• **ACTION ITEM**
Your task is to copy each line of the records that includes the string "format".

• **EXTRACTED ENTRIES**
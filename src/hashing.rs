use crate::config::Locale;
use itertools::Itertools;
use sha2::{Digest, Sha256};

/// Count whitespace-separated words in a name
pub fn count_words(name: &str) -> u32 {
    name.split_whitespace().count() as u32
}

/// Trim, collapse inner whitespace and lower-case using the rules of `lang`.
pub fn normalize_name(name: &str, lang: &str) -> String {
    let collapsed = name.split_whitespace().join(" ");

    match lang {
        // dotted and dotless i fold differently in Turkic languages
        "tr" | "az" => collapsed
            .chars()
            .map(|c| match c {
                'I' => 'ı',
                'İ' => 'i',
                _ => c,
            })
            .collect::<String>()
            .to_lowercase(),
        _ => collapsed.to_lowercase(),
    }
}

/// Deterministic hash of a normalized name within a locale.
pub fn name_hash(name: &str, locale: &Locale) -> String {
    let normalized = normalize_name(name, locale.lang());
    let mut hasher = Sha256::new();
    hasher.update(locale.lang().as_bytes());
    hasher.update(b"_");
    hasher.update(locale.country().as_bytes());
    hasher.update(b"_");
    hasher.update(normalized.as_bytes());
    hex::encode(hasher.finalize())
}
--
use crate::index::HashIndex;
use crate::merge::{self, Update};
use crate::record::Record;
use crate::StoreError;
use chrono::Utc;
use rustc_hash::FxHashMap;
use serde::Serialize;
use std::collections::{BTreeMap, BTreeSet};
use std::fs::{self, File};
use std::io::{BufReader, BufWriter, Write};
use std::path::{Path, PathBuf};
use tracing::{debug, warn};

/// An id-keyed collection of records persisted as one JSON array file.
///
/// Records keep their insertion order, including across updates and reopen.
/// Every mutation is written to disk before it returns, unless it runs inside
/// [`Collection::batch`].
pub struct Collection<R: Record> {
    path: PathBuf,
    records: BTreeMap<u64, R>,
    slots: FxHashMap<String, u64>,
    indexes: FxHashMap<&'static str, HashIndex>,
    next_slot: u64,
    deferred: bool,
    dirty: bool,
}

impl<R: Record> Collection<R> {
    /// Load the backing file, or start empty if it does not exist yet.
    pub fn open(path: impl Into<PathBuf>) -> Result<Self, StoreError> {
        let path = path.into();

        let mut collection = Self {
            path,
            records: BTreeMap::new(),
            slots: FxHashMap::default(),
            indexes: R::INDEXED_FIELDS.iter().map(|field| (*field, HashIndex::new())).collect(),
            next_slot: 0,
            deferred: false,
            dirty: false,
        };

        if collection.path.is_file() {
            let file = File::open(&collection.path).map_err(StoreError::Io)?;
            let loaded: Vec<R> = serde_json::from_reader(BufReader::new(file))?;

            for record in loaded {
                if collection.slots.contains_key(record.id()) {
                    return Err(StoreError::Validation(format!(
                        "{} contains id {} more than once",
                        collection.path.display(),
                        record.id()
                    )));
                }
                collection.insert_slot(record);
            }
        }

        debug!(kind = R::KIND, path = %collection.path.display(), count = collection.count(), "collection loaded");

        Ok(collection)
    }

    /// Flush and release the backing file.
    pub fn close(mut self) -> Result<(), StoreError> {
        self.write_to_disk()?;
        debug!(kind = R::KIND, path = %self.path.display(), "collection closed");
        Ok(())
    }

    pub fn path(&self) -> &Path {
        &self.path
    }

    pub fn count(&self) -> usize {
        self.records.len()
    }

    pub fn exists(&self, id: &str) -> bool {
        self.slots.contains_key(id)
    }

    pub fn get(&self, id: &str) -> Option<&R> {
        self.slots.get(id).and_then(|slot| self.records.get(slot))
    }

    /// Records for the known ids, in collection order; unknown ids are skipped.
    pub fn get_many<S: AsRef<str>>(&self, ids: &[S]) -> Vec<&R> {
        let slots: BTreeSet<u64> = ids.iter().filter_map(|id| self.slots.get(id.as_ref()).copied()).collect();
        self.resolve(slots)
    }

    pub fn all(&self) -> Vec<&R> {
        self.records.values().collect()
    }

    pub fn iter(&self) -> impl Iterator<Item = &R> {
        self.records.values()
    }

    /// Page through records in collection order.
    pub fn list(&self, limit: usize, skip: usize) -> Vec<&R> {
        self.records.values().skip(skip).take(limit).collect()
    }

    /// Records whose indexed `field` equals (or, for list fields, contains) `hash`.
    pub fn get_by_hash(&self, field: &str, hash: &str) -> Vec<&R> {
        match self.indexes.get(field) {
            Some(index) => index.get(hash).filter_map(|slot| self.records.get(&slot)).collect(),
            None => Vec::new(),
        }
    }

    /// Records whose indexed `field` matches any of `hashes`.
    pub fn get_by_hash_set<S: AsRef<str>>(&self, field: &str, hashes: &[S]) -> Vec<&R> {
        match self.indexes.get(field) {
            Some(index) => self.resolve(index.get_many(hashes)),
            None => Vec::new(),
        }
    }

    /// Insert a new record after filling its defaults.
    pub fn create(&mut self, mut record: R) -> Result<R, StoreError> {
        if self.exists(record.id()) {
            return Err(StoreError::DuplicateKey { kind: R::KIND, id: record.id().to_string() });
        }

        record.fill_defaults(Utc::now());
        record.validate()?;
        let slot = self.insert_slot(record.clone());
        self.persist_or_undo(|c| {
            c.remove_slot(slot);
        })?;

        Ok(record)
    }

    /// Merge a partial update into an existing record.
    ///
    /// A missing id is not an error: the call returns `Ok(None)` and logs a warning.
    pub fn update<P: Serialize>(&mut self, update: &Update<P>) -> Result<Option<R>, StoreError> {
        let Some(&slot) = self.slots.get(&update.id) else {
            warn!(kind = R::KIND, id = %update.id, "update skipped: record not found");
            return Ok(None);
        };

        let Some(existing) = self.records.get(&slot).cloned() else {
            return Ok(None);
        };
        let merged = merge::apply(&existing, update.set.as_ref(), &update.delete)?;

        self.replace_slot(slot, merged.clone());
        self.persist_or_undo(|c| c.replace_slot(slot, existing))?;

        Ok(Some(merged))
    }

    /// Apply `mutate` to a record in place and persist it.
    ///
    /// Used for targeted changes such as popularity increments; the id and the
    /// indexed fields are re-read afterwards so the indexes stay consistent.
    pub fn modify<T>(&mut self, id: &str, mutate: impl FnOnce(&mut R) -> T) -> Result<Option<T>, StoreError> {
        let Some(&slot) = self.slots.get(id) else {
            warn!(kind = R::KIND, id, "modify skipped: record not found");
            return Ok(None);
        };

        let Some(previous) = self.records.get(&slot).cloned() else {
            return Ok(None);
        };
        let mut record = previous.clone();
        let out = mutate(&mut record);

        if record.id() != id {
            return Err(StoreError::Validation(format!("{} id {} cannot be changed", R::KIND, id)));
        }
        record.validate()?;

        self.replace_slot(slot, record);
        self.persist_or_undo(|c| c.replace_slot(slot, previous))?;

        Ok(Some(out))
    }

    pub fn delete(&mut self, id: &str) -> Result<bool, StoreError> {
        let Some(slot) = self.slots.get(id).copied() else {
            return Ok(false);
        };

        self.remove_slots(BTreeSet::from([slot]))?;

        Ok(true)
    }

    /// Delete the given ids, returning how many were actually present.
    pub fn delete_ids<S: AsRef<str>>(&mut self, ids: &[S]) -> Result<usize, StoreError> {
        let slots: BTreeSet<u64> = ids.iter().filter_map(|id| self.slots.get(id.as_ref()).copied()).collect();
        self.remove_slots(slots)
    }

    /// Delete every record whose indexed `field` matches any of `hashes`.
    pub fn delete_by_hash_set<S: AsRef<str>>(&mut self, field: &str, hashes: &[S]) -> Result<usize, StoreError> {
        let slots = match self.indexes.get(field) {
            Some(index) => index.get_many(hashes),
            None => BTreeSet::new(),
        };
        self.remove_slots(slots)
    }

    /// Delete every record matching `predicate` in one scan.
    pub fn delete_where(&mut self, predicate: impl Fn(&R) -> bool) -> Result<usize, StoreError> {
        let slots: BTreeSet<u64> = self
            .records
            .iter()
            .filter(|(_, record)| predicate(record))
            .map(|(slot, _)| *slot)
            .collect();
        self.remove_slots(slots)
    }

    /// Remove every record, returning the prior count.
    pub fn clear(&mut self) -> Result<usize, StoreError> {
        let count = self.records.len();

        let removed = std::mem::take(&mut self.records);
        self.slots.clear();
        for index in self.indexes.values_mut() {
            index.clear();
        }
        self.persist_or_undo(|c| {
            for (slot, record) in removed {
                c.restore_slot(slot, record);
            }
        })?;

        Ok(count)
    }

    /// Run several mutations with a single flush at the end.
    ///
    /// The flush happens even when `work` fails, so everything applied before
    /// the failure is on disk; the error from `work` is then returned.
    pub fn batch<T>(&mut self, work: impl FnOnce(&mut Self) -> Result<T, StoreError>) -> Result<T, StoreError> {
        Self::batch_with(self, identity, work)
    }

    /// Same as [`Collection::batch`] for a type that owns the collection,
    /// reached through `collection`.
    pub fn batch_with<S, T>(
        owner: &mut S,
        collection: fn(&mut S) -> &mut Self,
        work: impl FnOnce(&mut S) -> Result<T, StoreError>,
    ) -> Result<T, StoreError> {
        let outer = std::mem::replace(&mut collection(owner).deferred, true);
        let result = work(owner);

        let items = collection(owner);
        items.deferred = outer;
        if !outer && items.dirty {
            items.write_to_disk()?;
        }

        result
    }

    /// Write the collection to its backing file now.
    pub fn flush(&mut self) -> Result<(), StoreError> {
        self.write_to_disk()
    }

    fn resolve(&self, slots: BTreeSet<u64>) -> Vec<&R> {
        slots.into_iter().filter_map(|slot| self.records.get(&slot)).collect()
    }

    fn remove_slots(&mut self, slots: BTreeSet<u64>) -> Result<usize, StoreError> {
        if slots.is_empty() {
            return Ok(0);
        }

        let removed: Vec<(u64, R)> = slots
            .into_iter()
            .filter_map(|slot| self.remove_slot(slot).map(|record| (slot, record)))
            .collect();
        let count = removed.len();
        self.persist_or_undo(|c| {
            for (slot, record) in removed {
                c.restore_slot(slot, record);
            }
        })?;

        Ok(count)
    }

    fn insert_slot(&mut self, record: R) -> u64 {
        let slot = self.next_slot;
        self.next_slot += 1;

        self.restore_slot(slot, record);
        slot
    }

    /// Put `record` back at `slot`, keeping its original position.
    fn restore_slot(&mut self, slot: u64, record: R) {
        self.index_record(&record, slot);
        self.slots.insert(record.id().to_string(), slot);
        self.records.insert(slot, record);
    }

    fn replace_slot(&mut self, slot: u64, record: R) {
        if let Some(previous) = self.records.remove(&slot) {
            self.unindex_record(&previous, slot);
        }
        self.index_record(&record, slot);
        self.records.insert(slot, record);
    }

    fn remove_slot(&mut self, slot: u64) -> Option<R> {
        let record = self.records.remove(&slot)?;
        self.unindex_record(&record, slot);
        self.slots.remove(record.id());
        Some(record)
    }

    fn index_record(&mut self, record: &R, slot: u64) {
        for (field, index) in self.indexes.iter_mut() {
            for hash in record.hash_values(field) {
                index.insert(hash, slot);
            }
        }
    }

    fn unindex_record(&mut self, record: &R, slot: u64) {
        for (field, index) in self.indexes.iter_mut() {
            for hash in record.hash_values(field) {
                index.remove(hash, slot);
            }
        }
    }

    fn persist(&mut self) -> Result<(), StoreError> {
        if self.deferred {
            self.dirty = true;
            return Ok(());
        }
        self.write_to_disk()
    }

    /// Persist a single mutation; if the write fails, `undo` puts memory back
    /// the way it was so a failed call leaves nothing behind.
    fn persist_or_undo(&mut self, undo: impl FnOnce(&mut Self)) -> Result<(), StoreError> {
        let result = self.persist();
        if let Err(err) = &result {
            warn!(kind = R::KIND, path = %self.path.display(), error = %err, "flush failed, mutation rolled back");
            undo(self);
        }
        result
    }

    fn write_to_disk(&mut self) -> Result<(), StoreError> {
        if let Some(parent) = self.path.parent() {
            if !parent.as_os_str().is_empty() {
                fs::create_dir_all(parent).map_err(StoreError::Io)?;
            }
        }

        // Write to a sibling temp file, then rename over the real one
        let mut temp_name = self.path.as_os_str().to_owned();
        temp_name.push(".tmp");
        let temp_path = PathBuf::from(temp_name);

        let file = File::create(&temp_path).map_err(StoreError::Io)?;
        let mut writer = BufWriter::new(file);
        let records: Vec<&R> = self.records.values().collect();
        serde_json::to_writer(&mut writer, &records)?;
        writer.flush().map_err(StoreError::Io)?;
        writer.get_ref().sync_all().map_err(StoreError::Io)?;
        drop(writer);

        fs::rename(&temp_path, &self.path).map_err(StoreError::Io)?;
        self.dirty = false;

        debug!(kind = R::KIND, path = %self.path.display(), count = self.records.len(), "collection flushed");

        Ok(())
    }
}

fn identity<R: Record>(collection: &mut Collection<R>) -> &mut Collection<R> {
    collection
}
---
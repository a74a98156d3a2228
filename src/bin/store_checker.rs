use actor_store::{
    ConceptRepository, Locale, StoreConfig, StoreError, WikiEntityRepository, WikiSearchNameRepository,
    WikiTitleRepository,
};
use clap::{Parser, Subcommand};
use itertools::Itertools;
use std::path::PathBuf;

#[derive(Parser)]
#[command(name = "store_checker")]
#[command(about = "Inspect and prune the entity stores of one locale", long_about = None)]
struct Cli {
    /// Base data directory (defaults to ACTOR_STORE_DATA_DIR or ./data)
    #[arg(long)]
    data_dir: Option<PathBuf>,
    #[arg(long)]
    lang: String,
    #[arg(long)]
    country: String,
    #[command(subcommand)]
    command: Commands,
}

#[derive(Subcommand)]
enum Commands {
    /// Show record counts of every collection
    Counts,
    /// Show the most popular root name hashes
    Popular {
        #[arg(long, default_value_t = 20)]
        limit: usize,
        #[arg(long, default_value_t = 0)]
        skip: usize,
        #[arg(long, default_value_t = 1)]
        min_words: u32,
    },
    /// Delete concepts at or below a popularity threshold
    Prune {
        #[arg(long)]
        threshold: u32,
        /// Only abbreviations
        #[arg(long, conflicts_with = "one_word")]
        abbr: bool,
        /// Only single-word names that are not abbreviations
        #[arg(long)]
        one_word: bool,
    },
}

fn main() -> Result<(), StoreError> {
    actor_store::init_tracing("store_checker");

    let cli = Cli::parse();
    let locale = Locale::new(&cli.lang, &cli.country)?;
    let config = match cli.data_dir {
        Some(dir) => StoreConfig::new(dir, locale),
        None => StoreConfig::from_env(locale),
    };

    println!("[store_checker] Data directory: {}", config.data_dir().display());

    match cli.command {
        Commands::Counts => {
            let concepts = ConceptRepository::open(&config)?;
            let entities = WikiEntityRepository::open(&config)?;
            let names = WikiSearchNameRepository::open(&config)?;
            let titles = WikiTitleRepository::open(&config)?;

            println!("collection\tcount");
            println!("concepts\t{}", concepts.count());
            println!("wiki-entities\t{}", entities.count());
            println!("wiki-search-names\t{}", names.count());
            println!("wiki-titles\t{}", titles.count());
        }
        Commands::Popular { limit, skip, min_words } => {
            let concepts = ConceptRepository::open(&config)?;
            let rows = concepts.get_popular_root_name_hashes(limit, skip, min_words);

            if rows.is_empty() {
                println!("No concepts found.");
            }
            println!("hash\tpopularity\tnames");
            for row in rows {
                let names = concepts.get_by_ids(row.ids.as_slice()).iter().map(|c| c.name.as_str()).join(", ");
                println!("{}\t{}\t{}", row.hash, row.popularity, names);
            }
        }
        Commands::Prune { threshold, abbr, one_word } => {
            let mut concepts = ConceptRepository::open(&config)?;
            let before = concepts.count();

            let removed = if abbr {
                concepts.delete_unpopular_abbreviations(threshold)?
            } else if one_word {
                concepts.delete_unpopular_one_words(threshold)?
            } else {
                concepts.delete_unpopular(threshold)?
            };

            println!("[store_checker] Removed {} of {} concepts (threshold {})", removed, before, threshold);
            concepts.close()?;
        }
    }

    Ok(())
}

• **WORKED SOLUTION**
                    return Err(StoreError::Validation(format!(
            return Err(StoreError::Validation(format!("{} id {} cannot be changed", R::KIND, id)));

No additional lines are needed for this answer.